● **What is expected**:
Would you count how many lines of the material below hold the string "SavedSession"? Give only the number.
Top of The records
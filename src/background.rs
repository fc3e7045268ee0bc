/// Background worker: command dispatch and the summarize→group→persist pipeline

use crate::grouping;
use crate::storage::{SessionStore, SESSIONS_KEY, SNAPSHOT_KEY};
use crate::summarize;
use crate::tab_data::{SavedSession, Snapshot, TabRecord};
use serde::{Deserialize, Serialize};
use wasm_bindgen::prelude::*;

// Import JS bridge functions
#[wasm_bindgen(module = "/background.js")]
extern "C" {
    #[wasm_bindgen(catch)]
    async fn queryTabs() -> Result<JsValue, JsValue>;

    #[wasm_bindgen(catch)]
    async fn promptText(prompt: &str) -> Result<JsValue, JsValue>;

    #[wasm_bindgen(catch)]
    async fn getStorage(key: &str) -> Result<JsValue, JsValue>;

    #[wasm_bindgen(catch)]
    async fn setStorage(key: &str, value: JsValue) -> Result<(), JsValue>;
}

/// Commands accepted over the runtime message channel
#[derive(Debug, Clone, PartialEq, Serialize, Deserialize)]
#[serde(tag = "type")]
pub enum Command {
    #[serde(rename = "PROCESS_TABS")]
    ProcessTabs,
    #[serde(rename = "GET_LATEST_GROUPS")]
    GetLatestGroups,
    #[serde(rename = "SAVE_SESSION")]
    SaveSession {
        #[serde(default)]
        name: Option<String>,
    },
}

/// Decode a request from the message channel and run it
pub async fn dispatch(request: JsValue) -> Result<JsValue, String> {
    let command: Command = serde_wasm_bindgen::from_value(request)
        .map_err(|e| format!("Unrecognized command: {:?}", e))?;

    log::debug!("dispatching {:?}", command);

    match command {
        Command::ProcessTabs => to_response(&process_tabs().await?),
        Command::GetLatestGroups => to_response(&load_snapshot().await),
        Command::SaveSession { name } => to_response(&save_session(name).await?),
    }
}

fn to_response<T: Serialize>(value: &T) -> Result<JsValue, String> {
    serde_wasm_bindgen::to_value(value).map_err(|e| format!("Failed to serialize response: {:?}", e))
}

/// Enumerate tabs, summarize each one, group, and persist the snapshot
pub async fn process_tabs() -> Result<Snapshot, String> {
    let tabs_js = queryTabs()
        .await
        .map_err(|e| format!("Failed to query tabs: {:?}", e))?;
    let mut tabs: Vec<TabRecord> = serde_wasm_bindgen::from_value(tabs_js)
        .map_err(|e| format!("Failed to parse tabs: {:?}", e))?;

    log::info!("processing {} tabs", tabs.len());

    // One tab at a time; the on-device model does not take parallel sessions
    for tab in &mut tabs {
        tab.summary = summarize::summarize_tab(tab).await;
    }

    let model_response = classify_with_model(&tabs).await;
    let groups = grouping::group_tabs(&tabs, model_response.as_deref());

    let snapshot = Snapshot {
        generated_at: js_sys::Date::now(),
        groups,
    };

    // Last writer wins: concurrent PROCESS_TABS invocations race on this key
    store_value(SNAPSHOT_KEY, &snapshot).await?;

    Ok(snapshot)
}

/// Ask the prompt capability to classify the summarized tabs. Any failure
/// yields None and the caller falls back to keyword rules.
async fn classify_with_model(tabs: &[TabRecord]) -> Option<String> {
    if tabs.is_empty() {
        return None;
    }

    match promptText(&grouping::build_classification_prompt(tabs)).await {
        Ok(response) => response.as_string(),
        Err(_) => {
            log::debug!("prompt capability unavailable for classification");
            None
        }
    }
}

/// The stored snapshot, or the empty default when none exists or it fails
/// to decode
pub async fn load_snapshot() -> Snapshot {
    match getStorage(SNAPSHOT_KEY).await {
        Ok(js) if !js.is_null() && !js.is_undefined() => {
            serde_wasm_bindgen::from_value(js).unwrap_or_default()
        }
        _ => Snapshot::default(),
    }
}

/// Wrap the current snapshot into a session record and append it to the
/// persisted list
pub async fn save_session(name: Option<String>) -> Result<SavedSession, String> {
    let snapshot = load_snapshot().await;

    let name = match name.map(|n| n.trim().to_string()).filter(|n| !n.is_empty()) {
        Some(n) => n,
        None => {
            let date = js_sys::Date::new(&JsValue::from_f64(js_sys::Date::now()));
            format!("Session {}", format_date(&date))
        }
    };

    let session = SavedSession::from_snapshot(snapshot, name);

    let mut store = load_sessions().await;
    store.add_session(session.clone());
    store_value(SESSIONS_KEY, &store).await?;

    log::info!("saved session {} ({} tabs)", session.id, session.groups.iter().map(|g| g.tabs.len()).sum::<usize>());

    Ok(session)
}

async fn load_sessions() -> SessionStore {
    match getStorage(SESSIONS_KEY).await {
        Ok(js) if !js.is_null() && !js.is_undefined() => {
            serde_wasm_bindgen::from_value(js).unwrap_or_default()
        }
        _ => SessionStore::new(),
    }
}

async fn store_value<T: Serialize>(key: &str, value: &T) -> Result<(), String> {
    let js = serde_wasm_bindgen::to_value(value)
        .map_err(|e| format!("Failed to serialize storage: {:?}", e))?;

    setStorage(key, js)
        .await
        .map_err(|e| format!("Failed to save storage: {:?}", e))
}

fn format_date(date: &js_sys::Date) -> String {
    format!(
        "{:04}-{:02}-{:02}T{:02}:{:02}:{:02}",
        date.get_full_year(),
        date.get_month() + 1,
        date.get_date(),
        date.get_hours(),
        date.get_minutes(),
        date.get_seconds()
    )
}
Bottom of The records
● **Solution for this exercise**:
3